In the summer of 1725 Bach launched himself into a third cantata cycle for the Leipzig liturgical year, and it’s from this ‘Jahrgang’ that Raphael Alpermann sources three cantatas all linked by a common conceit. Each postulates a dialogue in which a soprano representing the soul interrogates a bass taking the role of Jesus. In pursuing so intimate a conception, Bach throws the musical weight behind artfully conceived arias and duets, the chorus relegated to a simple concluding choral in two instances, and banishment in the third. Two follow hot on the heels of Christmas – BWV 57, a sombre Boxing Day meditation on martyrdom for the feast of St Stephen; BWV 32, destined for the 1st Sunday after Epiphany. And if a cantata for the 20th Sunday after Trinity presupposes the least ‘festive’ offering of the three, nothing could be further from the truth. Exhilaratingly scored for an ensemble including oboe d’amore, violoncello, piccolo and irrepressible organ obbligato, BWV 49 treats its parable of regal banqueting most royally.

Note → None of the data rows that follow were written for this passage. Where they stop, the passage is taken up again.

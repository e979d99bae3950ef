use std::collections::{BTreeMap, HashMap};

use base64::{Engine, engine::general_purpose::URL_SAFE};
use chrono::{DateTime, Datelike, NaiveDate, Utc};
use serde::Serialize;

use crate::{
    ast::{Call, Expr, Op, RefValue, tags},
    error::ExprError,
};

/// A host value handed to a query constructor.
///
/// Every combinator argument goes through [`wrap`], which turns a `Value`
/// into an [`Expr`]. Already-built expressions ride along unchanged in the
/// [`Value::Expr`] variant.
///
/// # Examples
///
/// ```
/// use fql_expr::{Value, wrap, Expr};
/// use std::collections::HashMap;
///
/// // Scalar values
/// assert_eq!(wrap(true), Expr::Boolean(true));
/// assert_eq!(wrap(42), Expr::Integer(42));
/// assert_eq!(wrap("hello"), Expr::String("hello".to_string()));
///
/// // Collections
/// let array = Value::Array(vec![Value::Integer(1), Value::Integer(2)]);
/// assert_eq!(wrap(array), Expr::Array(vec![Expr::Integer(1), Expr::Integer(2)]));
///
/// let mut obj = HashMap::new();
/// obj.insert("key".to_string(), Value::String("value".to_string()));
/// assert!(matches!(wrap(Value::Object(obj)), Expr::Object(_)));
/// ```
#[derive(Debug, Clone, PartialEq)]
pub enum Value {
    /// Absent value
    Null,

    Boolean(bool),

    /// Floating-point number
    Float(f64),

    /// Integer number (preserved separately from floats)
    Integer(i64),

    /// UTF-8 string
    String(String),

    /// Raw bytes
    Bytes(Vec<u8>),

    Time(DateTime<Utc>),

    Date(NaiveDate),

    /// Ordered sequence of values
    Array(Vec<Value>),

    /// Key-value mapping of user data
    Object(HashMap<String, Value>),

    /// An expression that is already built
    Expr(Expr),
}

/// Convert a host value into an expression.
///
/// - scalars become the matching literal node
/// - an [`Expr`] is returned as is
/// - sequences become [`Expr::Array`], each element wrapped in turn
/// - mappings become [`Expr::Object`], each value wrapped in turn, except:
///   - a single-entry mapping keyed by the `object` sigil is transparent,
///     its value is wrapped in place of the mapping
///   - a single-entry mapping keyed by another reserved tag (`@ts`, `@ref`,
///     ...) is decoded into the literal it denotes
///
/// Wrapping never fails outright. A value with no wire representation
/// becomes an [`Expr::Invalid`] that reports the problem when serialized.
pub fn wrap(value: impl Into<Value>) -> Expr {
    value.into().into_expr()
}

impl Value {
    /// Wrap this value, see [`wrap`].
    pub fn into_expr(self) -> Expr {
        match self {
            Value::Null => Expr::Null,
            Value::Boolean(b) => Expr::Boolean(b),
            Value::Integer(n) => Expr::Integer(n),
            Value::Float(n) if n.is_finite() => Expr::Float(n),
            Value::Float(n) => invalid(format!("{} has no wire representation", n)),
            Value::String(s) => Expr::String(s),
            Value::Bytes(b) => Expr::Bytes(b),
            Value::Time(t) if WIRE_YEARS.contains(&t.year()) => Expr::Time(t),
            Value::Time(t) => invalid(format!("timestamp {} is outside years 0-9999", t)),
            Value::Date(d) if WIRE_YEARS.contains(&d.year()) => Expr::Date(d),
            Value::Date(d) => invalid(format!("date {} is outside years 0-9999", d)),
            Value::Array(items) => Expr::Array(items.into_iter().map(Value::into_expr).collect()),
            Value::Object(map) => wrap_object(map),
            Value::Expr(expr) => expr,
        }
    }

    /// Convert any serializable host type through its serde representation.
    ///
    /// Serialization failures (for example a map with non-string keys)
    /// become an [`Expr::Invalid`] carried inside the returned value.
    ///
    /// Expressions nested inside `value` are serialized to their wire form
    /// and then read back as plain data, so build mixed documents with
    /// [`Value::Object`] instead.
    pub fn from_serialize<T: Serialize + ?Sized>(value: &T) -> Value {
        match serde_json::to_value(value) {
            Ok(json) => Value::from(json),
            Err(e) => Value::Expr(invalid(e.to_string())),
        }
    }

    /// Byte blob value
    pub fn bytes(bytes: impl Into<Vec<u8>>) -> Value {
        Value::Bytes(bytes.into())
    }
}

/// Years with a four-digit RFC 3339 spelling
const WIRE_YEARS: std::ops::RangeInclusive<i32> = 0..=9999;

fn invalid(reason: String) -> Expr {
    tracing::debug!(%reason, "value cannot be wrapped");
    Expr::Invalid(ExprError::wrap(reason))
}

fn wrap_object(mut map: HashMap<String, Value>) -> Expr {
    if map.len() == 1 {
        if let Some(inner) = map.remove(tags::OBJECT) {
            return inner.into_expr();
        }

        if let Some(tag) = tags::RESERVED.iter().copied().find(|tag| map.contains_key(*tag))
            && let Some(payload) = map.remove(tag)
        {
            return decode_tagged(tag, payload);
        }
    }

    Expr::Object(
        map.into_iter()
            .map(|(key, value)| (key, value.into_expr()))
            .collect(),
    )
}

/// Decode the payload of a reserved tag into the literal it denotes
fn decode_tagged(tag: &str, payload: Value) -> Expr {
    match (tag, payload) {
        (tags::TS, Value::Time(t)) => Value::Time(t).into_expr(),
        (tags::TS, Value::String(s)) => match DateTime::parse_from_rfc3339(&s) {
            Ok(t) => Expr::Time(t.with_timezone(&Utc)),
            Err(e) => invalid(format!("invalid {} payload {:?}: {}", tag, s, e)),
        },

        (tags::DATE, Value::Date(d)) => Value::Date(d).into_expr(),
        (tags::DATE, Value::String(s)) => match NaiveDate::parse_from_str(&s, "%Y-%m-%d") {
            Ok(d) => Expr::Date(d),
            Err(e) => invalid(format!("invalid {} payload {:?}: {}", tag, s, e)),
        },

        (tags::BYTES, Value::Bytes(b)) => Expr::Bytes(b),
        (tags::BYTES, Value::String(s)) => match URL_SAFE.decode(s.as_bytes()) {
            Ok(b) => Expr::Bytes(b),
            Err(e) => invalid(format!("invalid {} payload {:?}: {}", tag, s, e)),
        },

        // A bare string under `@ref` is the legacy path-style reference
        (tags::REF, Value::String(path)) => {
            Expr::Call(Call::new(Op::Ref, vec![Expr::String(path)]))
        }
        (tags::REF, Value::Object(fields)) => match decode_ref(fields) {
            Ok(r) => Expr::Ref(r),
            Err(reason) => invalid(reason),
        },

        (tags::SET, Value::Object(params)) => Expr::SetRef(
            params
                .into_iter()
                .map(|(key, value)| (key, value.into_expr()))
                .collect(),
        ),

        (tags::QUERY, lambda) => Expr::QueryValue(Box::new(lambda.into_expr())),

        (tag, other) => invalid(format!("unexpected {} payload: {:?}", tag, other)),
    }
}

fn decode_ref(mut fields: HashMap<String, Value>) -> Result<RefValue, String> {
    let id = match fields.remove("id") {
        Some(Value::String(id)) => id,
        Some(other) => return Err(format!("reference id must be a string, got {:?}", other)),
        None => return Err("reference is missing its id".to_string()),
    };

    let mut r = RefValue::new(id);
    if let Some(collection) = fields.remove("collection") {
        r = r.with_collection(nested_ref("collection", collection)?);
    }
    if let Some(database) = fields.remove("database") {
        r = r.with_database(nested_ref("database", database)?);
    }

    match fields.keys().next() {
        Some(extra) => Err(format!("unexpected reference field {:?}", extra)),
        None => Ok(r),
    }
}

fn nested_ref(field: &str, value: Value) -> Result<RefValue, String> {
    match value.into_expr() {
        Expr::Ref(r) => Ok(r),
        Expr::Invalid(e) => Err(e.to_string()),
        other => Err(format!("reference {} must be a reference, got {:?}", field, other)),
    }
}

// Conversions

impl From<Expr> for Value {
    fn from(expr: Expr) -> Self {
        Value::Expr(expr)
    }
}

impl From<bool> for Value {
    fn from(b: bool) -> Self {
        Value::Boolean(b)
    }
}

macro_rules! from_integer {
    ($($t:ty),*) => {
        $(impl From<$t> for Value {
            fn from(n: $t) -> Self {
                Value::Integer(i64::from(n))
            }
        })*
    };
}

from_integer!(i8, i16, i32, i64, u8, u16, u32);

macro_rules! from_wide_integer {
    ($($t:ty),*) => {
        $(impl From<$t> for Value {
            fn from(n: $t) -> Self {
                match i64::try_from(n) {
                    Ok(n) => Value::Integer(n),
                    Err(_) => Value::Expr(invalid(format!("integer {} does not fit in 64 bits", n))),
                }
            }
        })*
    };
}

from_wide_integer!(u64, usize, isize);

impl From<f32> for Value {
    fn from(n: f32) -> Self {
        Value::Float(f64::from(n))
    }
}

impl From<f64> for Value {
    fn from(n: f64) -> Self {
        Value::Float(n)
    }
}

impl From<&str> for Value {
    fn from(s: &str) -> Self {
        Value::String(s.to_string())
    }
}

impl From<String> for Value {
    fn from(s: String) -> Self {
        Value::String(s)
    }
}

impl From<&String> for Value {
    fn from(s: &String) -> Self {
        Value::String(s.clone())
    }
}

impl From<DateTime<Utc>> for Value {
    fn from(t: DateTime<Utc>) -> Self {
        Value::Time(t)
    }
}

impl From<NaiveDate> for Value {
    fn from(d: NaiveDate) -> Self {
        Value::Date(d)
    }
}

impl<T: Into<Value>> From<Option<T>> for Value {
    fn from(v: Option<T>) -> Self {
        v.map_or(Value::Null, Into::into)
    }
}

impl<T: Into<Value>> From<Vec<T>> for Value {
    fn from(items: Vec<T>) -> Self {
        Value::Array(items.into_iter().map(Into::into).collect())
    }
}

impl<T: Into<Value>, const N: usize> From<[T; N]> for Value {
    fn from(items: [T; N]) -> Self {
        Value::Array(items.into_iter().map(Into::into).collect())
    }
}

impl<K: Into<String>, T: Into<Value>> From<HashMap<K, T>> for Value {
    fn from(map: HashMap<K, T>) -> Self {
        Value::Object(map.into_iter().map(|(k, v)| (k.into(), v.into())).collect())
    }
}

impl<K: Into<String>, T: Into<Value>> From<BTreeMap<K, T>> for Value {
    fn from(map: BTreeMap<K, T>) -> Self {
        Value::Object(map.into_iter().map(|(k, v)| (k.into(), v.into())).collect())
    }
}

impl From<serde_json::Value> for Value {
    fn from(v: serde_json::Value) -> Self {
        match v {
            serde_json::Value::Null => Value::Null,
            serde_json::Value::Bool(b) => Value::Boolean(b),
            serde_json::Value::Number(n) => {
                if let Some(i) = n.as_i64() {
                    Value::Integer(i)
                } else if n.is_u64() {
                    Value::Expr(invalid(format!("integer {} does not fit in 64 bits", n)))
                } else {
                    match n.as_f64() {
                        Some(f) => Value::Float(f),
                        None => {
                            Value::Expr(invalid(format!("number {} has no wire representation", n)))
                        }
                    }
                }
            }
            serde_json::Value::String(s) => Value::String(s),
            serde_json::Value::Array(arr) => Value::Array(arr.into_iter().map(Value::from).collect()),
            serde_json::Value::Object(obj) => {
                Value::Object(obj.into_iter().map(|(k, v)| (k, Value::from(v))).collect())
            }
        }
    }
}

Raphael Alpermann’s alert yet instinctively unfussy direction knows how to take corners with a suavity that gladdens, and there’s some delicious punctuation in the continuo and obbligato violin of BWV 32’s bass aria. He also shines in the organ enriched Sinfonia to BWV 49 whose buoyant jubilation oozes genial incisiveness. The cantata’s enraptured final duet finds soprano Sophie Karthäuser and bass Michael Volle at their best, Valle more generally persuasive across the disc; Karthäuser sometimes a little detached but vivacious in BWV 32’s joyfully pointed duet.